| Article ID: | iaor2001388 |
| Country: | United Kingdom |
| Volume: | 7C |
| Issue: | 5 |
| Start Page Number: | 281 |
| End Page Number: | 303 |
| Publication Date: | Oct 1999 |
| Journal: | Transportation Research. Part C, Emerging Technologies |
| Authors: | Peeta Srinivas, Zhou Chao |
| Keywords: | traffic flow |
This paper focuses on the off-line stochastic dynamic traffic assignment (DTA) problem as part of a hybrid framework that combines off-line and on-line strategies to solve the on-line DTA problem. The primary concept involves the explicit recognition of stochasticity in origin–destination (O–D) demand and/or network supply conditions to determine a robust off-line a priori solution that serves as the initial solution on-line.

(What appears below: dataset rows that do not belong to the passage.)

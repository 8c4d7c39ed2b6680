use std::path::Path;

use assert_matches::assert_matches;
use conf_content::{
    content::{PartnerFrontMatter, SessionFrontMatter, SpeakerFrontMatter, TalkFormat},
    generate_all, generate_partners, generate_speakers, Config, ContentError, ContentWriter,
    SocialLink,
};
use itertools::Itertools;
use tempfile::TempDir;

const SPEAKER_HEADER: &str =
    "id,name,bio,twitter,url,organization,talk_format,title,abstract,description,audience_level,state,session_id,video_id";

fn write_input(dir: &TempDir, name: &str, header: &str, rows: &[&str]) -> Result<(), anyhow::Error> {
    let content = std::iter::once(header).chain(rows.iter().copied()).join("\n");
    std::fs::write(dir.path().join(name), content + "\n")?;
    Ok(())
}

fn split_document(path: &Path) -> Result<(String, String), anyhow::Error> {
    let content = std::fs::read_to_string(path)?;
    let rest = content
        .strip_prefix("---\n")
        .ok_or_else(|| anyhow::anyhow!("Missing opening delimiter in {}", path.display()))?;
    let (front_matter, body) = rest
        .split_once("\n---\n")
        .ok_or_else(|| anyhow::anyhow!("Missing closing delimiter in {}", path.display()))?;
    Ok((front_matter.to_string(), body.to_string()))
}

fn listed_files(dir: &Path) -> Vec<String> {
    match std::fs::read_dir(dir) {
        Ok(entries) => entries
            .filter_map(|e| e.ok())
            .map(|e| e.file_name().to_string_lossy().into_owned())
            .sorted()
            .collect(),
        Err(_) => vec![],
    }
}

#[test]
fn test_accepted_speaker_is_written() -> Result<(), anyhow::Error> {
    let input = tempfile::tempdir()?;
    let output = tempfile::tempdir()?;
    write_input(
        &input,
        "speakers.csv",
        SPEAKER_HEADER,
        &["s1,Alice,Loves Go.,alice,https://github.com/alice,Example Inc.,,,,,,accepted,,"],
    )?;

    let report = generate_speakers(
        &input.path().join("speakers.csv"),
        &ContentWriter::new(output.path()),
    )?;

    assert_eq!(report.speakers, 1);
    assert_eq!(report.sessions, 0);

    let (front_matter, body) = split_document(&output.path().join("speakers/s1.md"))?;
    let parsed = serde_yaml::from_str::<SpeakerFrontMatter>(&front_matter)?;

    assert_eq!(
        parsed,
        SpeakerFrontMatter {
            key: "s1".into(),
            name: "Alice".into(),
            id: "s1".into(),
            company: "Example Inc.".into(),
            feature: false,
            photo_url: "/images/speakers/speaker-s1.jpg".into(),
            socials: vec![
                SocialLink {
                    icon: "twitter".into(),
                    link: "https://twitter.com/alice".into(),
                    name: "alice".into(),
                },
                SocialLink {
                    icon: "github".into(),
                    link: "https://github.com/alice".into(),
                    name: "alice".into(),
                },
            ],
        }
    );
    assert_eq!(body, "Loves Go.");

    Ok(())
}

#[test]
fn test_rejected_speakers_are_skipped() -> Result<(), anyhow::Error> {
    let input = tempfile::tempdir()?;
    let output = tempfile::tempdir()?;
    write_input(
        &input,
        "speakers.csv",
        SPEAKER_HEADER,
        &[
            "s1,Alice,,,,,,,,,,rejected,,",
            "s2,Bob,,,,,,,,,,accepted,,",
            "s3,Carol,,,,,,,,,,pending,,",
        ],
    )?;

    let report = generate_speakers(
        &input.path().join("speakers.csv"),
        &ContentWriter::new(output.path()),
    )?;

    assert_eq!(report.rows_read, 3);
    assert_eq!(report.rows_skipped, 2);
    assert_eq!(listed_files(&output.path().join("speakers")), vec!["s2.md"]);

    Ok(())
}

#[test]
fn test_session_is_written_next_to_speaker() -> Result<(), anyhow::Error> {
    let input = tempfile::tempdir()?;
    let output = tempfile::tempdir()?;
    write_input(
        &input,
        "speakers.csv",
        SPEAKER_HEADER,
        &["s1,Alice,,,,,Lightning Talk (5min),Fast builds,Short.,Long.,Beginner,accepted,b2,abc123"],
    )?;

    let report = generate_speakers(
        &input.path().join("speakers.csv"),
        &ContentWriter::new(output.path()),
    )?;

    assert_eq!(report.documents_written(), 2);

    let (front_matter, body) = split_document(&output.path().join("sessions/session-b2.md"))?;
    let parsed = serde_yaml::from_str::<SessionFrontMatter>(&front_matter)?;

    assert_eq!(
        parsed,
        SessionFrontMatter {
            key: "b2".into(),
            id: "b2".into(),
            title: "Fast builds".into(),
            format: TalkFormat::LightningTalk,
            level: "beginner".into(),
            tags: vec!["B2".into()],
            speakers: vec!["s1".into()],
            video_id: Some("abc123".into()),
            presentation: None,
        }
    );
    assert_eq!(body, "Short.\n<!--more-->\nLong.");

    Ok(())
}

#[test]
fn test_unrecognized_format_aborts_run() -> Result<(), anyhow::Error> {
    let input = tempfile::tempdir()?;
    let output = tempfile::tempdir()?;
    write_input(
        &input,
        "speakers.csv",
        SPEAKER_HEADER,
        &[
            "s1,Alice,,,,,Session (40min),One,,,Advanced,accepted,a1,",
            "s2,Bob,,,,,Workshop (2h),Two,,,Advanced,accepted,a2,",
            "s3,Carol,,,,,Session (40min),Three,,,Advanced,accepted,a3,",
        ],
    )?;

    let result = generate_speakers(
        &input.path().join("speakers.csv"),
        &ContentWriter::new(output.path()),
    );

    assert_matches!(result, Err(ContentError::UnrecognizedFormat { .. }));
    assert_eq!(listed_files(&output.path().join("speakers")), vec!["s1.md"]);
    assert_eq!(
        listed_files(&output.path().join("sessions")),
        vec!["session-a1.md"]
    );

    Ok(())
}

#[test]
fn test_partners_without_logo_are_skipped() -> Result<(), anyhow::Error> {
    let input = tempfile::tempdir()?;
    let output = tempfile::tempdir()?;
    write_input(
        &input,
        "partners.csv",
        "key,title,category,order,logo_exists,description",
        &[
            "acme,Acme Corp,gold,1,yes,Makes anvils.",
            "globex,Globex,gold,2,no,",
            "initech,Initech,silver,1,yes,TPS reports.",
        ],
    )?;

    let report = generate_partners(
        &input.path().join("partners.csv"),
        "ja",
        &ContentWriter::new(output.path()),
    )?;

    assert_eq!(report.partners, 2);
    assert_eq!(report.rows_skipped, 1);
    assert_eq!(listed_files(&output.path().join("partners/gold")), vec!["acme.md"]);

    let (front_matter, body) = split_document(&output.path().join("partners/silver/initech.md"))?;
    let parsed = serde_yaml::from_str::<PartnerFrontMatter>(&front_matter)?;

    assert_eq!(parsed.order, 1);
    assert_eq!(parsed.logo, "/images/partners/logo-initech.png");
    assert_eq!(parsed.lang, "ja");
    assert_eq!(body, "TPS reports.");

    Ok(())
}

#[test]
fn test_blank_partner_order_does_not_abort_run() -> Result<(), anyhow::Error> {
    let input = tempfile::tempdir()?;
    let output = tempfile::tempdir()?;
    write_input(
        &input,
        "partners.csv",
        "key,title,category,order,logo_exists,description",
        &["acme,Acme,gold,1,yes,A", "globex,Globex,gold,,no,", "hooli,Hooli,gold,,yes,"],
    )?;

    let report = generate_partners(
        &input.path().join("partners.csv"),
        "ja",
        &ContentWriter::new(output.path()),
    )?;

    assert_eq!(report.partners, 2);
    assert_eq!(
        listed_files(&output.path().join("partners/gold")),
        vec!["acme.md", "hooli.md"]
    );

    let (front_matter, _) = split_document(&output.path().join("partners/gold/hooli.md"))?;
    assert_eq!(serde_yaml::from_str::<PartnerFrontMatter>(&front_matter)?.order, 0);

    Ok(())
}

#[test]
fn test_generate_all_uses_configured_directories() -> Result<(), anyhow::Error> {
    let input = tempfile::tempdir()?;
    let output = tempfile::tempdir()?;
    write_input(
        &input,
        "speakers.csv",
        SPEAKER_HEADER,
        &["s1,Alice,,,,,,,,,,accepted,,"],
    )?;
    write_input(
        &input,
        "sponsors.csv",
        "key,title,category,order,logo_exists,description",
        &["acme,Acme Corp,gold,1,yes,"],
    )?;

    let config = Config {
        input_dir: input.path().to_path_buf(),
        output_dir: output.path().join("content"),
        partners_file: "sponsors.csv".into(),
        locale: "en".into(),
        ..Default::default()
    };

    let report = generate_all(&config)?;

    assert_eq!(report.speakers, 1);
    assert_eq!(report.partners, 1);
    assert!(output.path().join("content/speakers/s1.md").is_file());

    let (front_matter, _) = split_document(&output.path().join("content/partners/gold/acme.md"))?;
    assert_eq!(serde_yaml::from_str::<PartnerFrontMatter>(&front_matter)?.lang, "en");

    Ok(())
}

#[test]
fn test_missing_input_is_reported() -> Result<(), anyhow::Error> {
    let input = tempfile::tempdir()?;
    let output = tempfile::tempdir()?;

    let result = generate_speakers(
        &input.path().join("speakers.csv"),
        &ContentWriter::new(output.path()),
    );

    assert_matches!(result, Err(ContentError::FileNotFound { .. }));
    assert!(listed_files(output.path()).is_empty());

    Ok(())
}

This strategy ensures that the computationally intensive components, which exploit historical data, are executed off-line while circumventing the need for very accurate on-line O–D demand forecast models. Thereby, efficient on-line reactive strategies could be used to address unfolding traffic conditions. The paper investigates the robustness of the off-line a priori DTA solution under plausible on-line situations. The results illustrate the superiority of the a priori solution over the currently used mean O–D demand-based solution for on-line route guidance applications.